The UK's largest flow battery system has been connected up to the power grid.
The vanadium redox flow technology will initially be used to store excess power from solar generation at the Olde House farm and holiday retreat in Cornwall until it is needed on site.
The containerised system has a storage capacity of 1MWh, a maximum output of 90kW and a lifespan of at least 25 years.
The supplier, RedT, says it will enable the site owner to cut imports from the power grid by up to 50 per cent during peak hours. It will also participate in the capacity market and be used to provide frequency response, short term operating reserve and demand turn-up services.

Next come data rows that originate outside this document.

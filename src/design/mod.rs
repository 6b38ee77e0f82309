pub mod grain;
pub mod motor;
pub mod nozzle;
pub mod propellant;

The installation has been partly funded by the Department for Business, Energy and Industrial Strategy as well as Centrica, which will eventually take over the operation of the system from RedT. It is the first energy storage system to be signed up to Centrica's £19 million local energy market (LEM) trial in Cornwall.
"We are delighted to announce that our flagship energy storage project in the UK is now fully operational," said RedT chief executive Scott McGregor.
He continued: "Through firming onsite solar generation, this system will generate significant savings for the Olde House, by enabling the owners to greatly reduce the need to import electricity from the grid."
McGregor said the project demonstrates that flow batteries are "a commercially attractive, viable solution and flexible platform for the UK's energy future."
LEM programme director Matt Hastings said: "We're really proud to be working with RedT and to be helping the Olde House to make the most of their solar generation.
"Energy storage will play a fundamental part in the [LEM] programme, providing the local network operator with a tool to help stabilise the system, relieving constrained parts of the network and giving homes and businesses the ability to store their own energy."